Source data: Begin

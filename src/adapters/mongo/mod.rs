//! MongoDB adapters.

mod chat_record_store;

pub use chat_record_store::MongoChatRecordStore;
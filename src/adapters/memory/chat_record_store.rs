//! In-Memory ChatRecord Store Adapter
//!
//! Keeps saved chat records in memory.
//! Useful for testing and local development without a database.

use async_trait::async_trait;
use std::sync::Arc;
use tokio::sync::RwLock;

use crate::domain::questionnaire::ChatRecord;
use crate::ports::{ChatRecordStore, PersistenceError};

/// In-memory storage for chat records
#[derive(Debug, Clone, Default)]
pub struct InMemoryChatRecordStore {
    records: Arc<RwLock<Vec<ChatRecord>>>,
}

impl InMemoryChatRecordStore {
    /// Create a new in-memory store
    pub fn new() -> Self {
        Self::default()
    }

    /// Snapshot of every record saved so far, in insertion order
    pub async fn records(&self) -> Vec<ChatRecord> {
        self.records.read().await.clone()
    }

    /// Get the number of stored records
    pub async fn len(&self) -> usize {
        self.records.read().await.len()
    }

    /// True when nothing has been saved
    pub async fn is_empty(&self) -> bool {
        self.records.read().await.is_empty()
    }
}

#[async_trait]
impl ChatRecordStore for InMemoryChatRecordStore {
    async fn insert(&self, record: &ChatRecord) -> Result<(), PersistenceError> {
        self.records.write().await.push(record.clone());
        Ok(())
    }
}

Source data: End

#### Instructions for the task:
Print out the complete data above, character for character.

#### Exercise output:
filename src/adapters/mongo/mod.rs
//! MongoDB adapters.

mod chat_record_store;

pub use chat_record_store::MongoChatRecordStore;
filename src/adapters/memory/chat_record_store.rs
//! In-Memory ChatRecord Store Adapter
//!
//! Keeps saved chat records in memory.
//! Useful for testing and local development without a database.

use async_trait::async_trait;
use std::sync::Arc;
use tokio::sync::RwLock;

use crate::domain::questionnaire::ChatRecord;
use crate::ports::{ChatRecordStore, PersistenceError};

/// In-memory storage for chat records
#[derive(Debug, Clone, Default)]
pub struct InMemoryChatRecordStore {
    records: Arc<RwLock<Vec<ChatRecord>>>,
}

impl InMemoryChatRecordStore {
    /// Create a new in-memory store
    pub fn new() -> Self {
        Self::default()
    }

    /// Snapshot of every record saved so far, in insertion order
    pub async fn records(&self) -> Vec<ChatRecord> {
        self.records.read().await.clone()
    }

    /// Get the number of stored records
    pub async fn len(&self) -> usize {
        self.records.read().await.len()
    }

    /// True when nothing has been saved
    pub async fn is_empty(&self) -> bool {
        self.records.read().await.is_empty()
    }
}

#[async_trait]
impl ChatRecordStore for InMemoryChatRecordStore {
    async fn insert(&self, record: &ChatRecord) -> Result<(), PersistenceError> {
        self.records.write().await.push(record.clone());
        Ok(())
    }
}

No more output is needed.